Mais d'un point de vue historique, il n'est pas du tout dans mon intention d'écrire une histoire spécifique des rapports SF-métaphysique (dans ce domaine comme dans d'autres, je dois me contenter d'une approche généraliste, non-spécialisée contrairement à Systar). Ce que j'aimerais, c'est une histoire "culturelle" (au sens le plus large), c'est à dire prenant en compte l'évolution des sciences, la question littéraire, le système éditorial, les rapports avec l'illustration, le cinéma, la bande dessinée quand ça devient pertinent et aussi des domaines sulfureux comme l'ésotérisme (très important au XIXème et à mon avis encore au début du XXème), les fausses sciences, etc. La métaphysique et la religion prennent place dans ce dispositif. On peut sans doute leur affecter un certain nombre de relations explicatives mais elles ne seront pas en position centrale.

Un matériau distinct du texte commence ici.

use super::{
    ast::{DeclId, Expr, Stmt, TypeExpr},
    expressions::SymbolExpr,
    types::Type,
};

#[derive(Debug, Clone, PartialEq)]
pub struct ExpressionStmt {
    pub expression: Expr,
}

/// One name introduced by a declaration. `id` and `ty` are filled in by the
/// type checker.
#[derive(Debug, Clone, PartialEq)]
pub struct Declarator {
    pub name: String,
    pub explicit_type: Option<TypeExpr>,
    pub id: Option<DeclId>,
    pub ty: Option<Type>,
}

impl Declarator {
    pub fn new(name: &str, explicit_type: Option<TypeExpr>) -> Self {
        Declarator {
            name: name.to_string(),
            explicit_type,
            id: None,
            ty: None,
        }
    }
}

/// `let a: int, b = 1, "x";` / `const c = 2;`
///
/// `values` is either empty (no initializer) or positionally matched to
/// `declarators`.
#[derive(Debug, Clone, PartialEq)]
pub struct VarDeclStmt {
    pub is_constant: bool,
    pub declarators: Vec<Declarator>,
    pub values: Vec<Expr>,
}

/// `a, b = b, a;`
#[derive(Debug, Clone, PartialEq)]
pub struct AssignmentStmt {
    pub targets: Vec<Expr>,
    pub values: Vec<Expr>,
}

#[derive(Debug, Clone, PartialEq)]
pub struct Parameter {
    pub name: String,
    pub type_annotation: TypeExpr,
    pub default: Option<Expr>,
    pub id: Option<DeclId>,
    pub ty: Option<Type>,
}

impl Parameter {
    pub fn new(name: &str, type_annotation: TypeExpr) -> Self {
        Parameter {
            name: name.to_string(),
            type_annotation,
            default: None,
            id: None,
            ty: None,
        }
    }
}

/// Function declaration. A missing return annotation means the function
/// returns `none`.
#[derive(Debug, Clone, PartialEq)]
pub struct FnDeclStmt {
    pub name: String,
    pub id: Option<DeclId>,
    pub parameters: Vec<Parameter>,
    pub return_type: Option<TypeExpr>,
    pub is_async: bool,
    pub body: Vec<Stmt>,
}

/// Class declaration. `parameters` belong to the constructor; `body` holds
/// the member declarations.
#[derive(Debug, Clone, PartialEq)]
pub struct ClassDeclStmt {
    pub name: String,
    pub id: Option<DeclId>,
    pub parameters: Vec<Parameter>,
    pub body: Vec<Stmt>,
}

#[derive(Debug, Clone, PartialEq)]
pub struct ConditionalBranch {
    pub condition: Expr,
    pub body: Vec<Stmt>,
}

/// `if` with any number of `else if` branches and an optional `else`.
#[derive(Debug, Clone, PartialEq)]
pub struct IfStmt {
    pub branches: Vec<ConditionalBranch>,
    pub alternate: Option<Vec<Stmt>>,
}

#[derive(Debug, Clone, PartialEq)]
pub struct WhileStmt {
    pub condition: Expr,
    pub body: Vec<Stmt>,
}

#[derive(Debug, Clone, PartialEq)]
pub enum UpdateOperator {
    Increment,
    Decrement,
    Increase(Expr),
    Decrease(Expr),
}

#[derive(Debug, Clone, PartialEq)]
pub struct ForUpdate {
    pub target: SymbolExpr,
    pub operator: UpdateOperator,
}

/// `for (let i: int = 0; i < n; i++) { ... }`
#[derive(Debug, Clone, PartialEq)]
pub struct ForStmt {
    pub index: Declarator,
    pub init: Expr,
    pub test: Expr,
    pub update: ForUpdate,
    pub body: Vec<Stmt>,
}

/// `for (start ... end) { ... }`
#[derive(Debug, Clone, PartialEq)]
pub struct RangeForStmt {
    pub start: Expr,
    pub end: Expr,
    pub body: Vec<Stmt>,
}

#[derive(Debug, Clone, PartialEq)]
pub struct SwitchCase {
    pub guard: Expr,
    pub body: Vec<Stmt>,
}

#[derive(Debug, Clone, PartialEq)]
pub struct SwitchStmt {
    pub scrutinee: Expr,
    pub cases: Vec<SwitchCase>,
    pub default: Option<Vec<Stmt>>,
}

#[derive(Debug, Clone, PartialEq)]
pub struct ReturnStmt {
    pub value: Option<Expr>,
}

#[derive(Debug, Clone, PartialEq)]
pub struct PrintStmt {
    pub value: Expr,
}

#[derive(Debug, Clone, PartialEq)]
pub struct BlockStmt {
    pub body: Vec<Stmt>,
}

Si tu ne traces pas quelques lignes de force de l'avenir ("Hé, les p'tits gars, la SF ça déchire sa race, ça a une histoire à faire pleurer Margot, ça cocoricote à tout va, mais, mieux, ça produit du texte qui cause aux lecteurs et qui lui donne envie d'acheter parce que... L... M... S, dailleurs, pour S, même une ancienne ministre qui s'est envoyée en l'air l'aime...") alors, comme le dit Sand de manière imagée, à part caler les armoires bancales dans les Salons, ça aura autant d'intérêt qu'un emplâtre sur une jambe... de Renard.
J'ignore si j'ai quoi que ce soit de ce type en réserve mais je te livre une des sources de mon analyse et tu verras bien si elle dessine une perspective fertile ou non.
Un peu plus haut, il y a eu quelques commentaires sur le fait qu'au fond, le roman scientifique antérieur à 1950 n'était pas très utile pour comprendre la SF ici. Qu'il en était au fond une sorte de première manière un peu fruste et timide, un rameau mort que la SF US avait d'emblée déclassé.
D'une certaine manière, c'est exact.
D'une autre manière, ça me paraît infiniment plus compliqué. J'avais expliqué ça dans la préface de Chasseurs de chimères : certes, en tant que "genre", le roman scientifique a disparu et ses classiques, sauf une poignée, n'ont pas été réédités si bien qu'on a eu effectivement l'impression que la SF US naissait sur un sol quasi-vierge. Mais…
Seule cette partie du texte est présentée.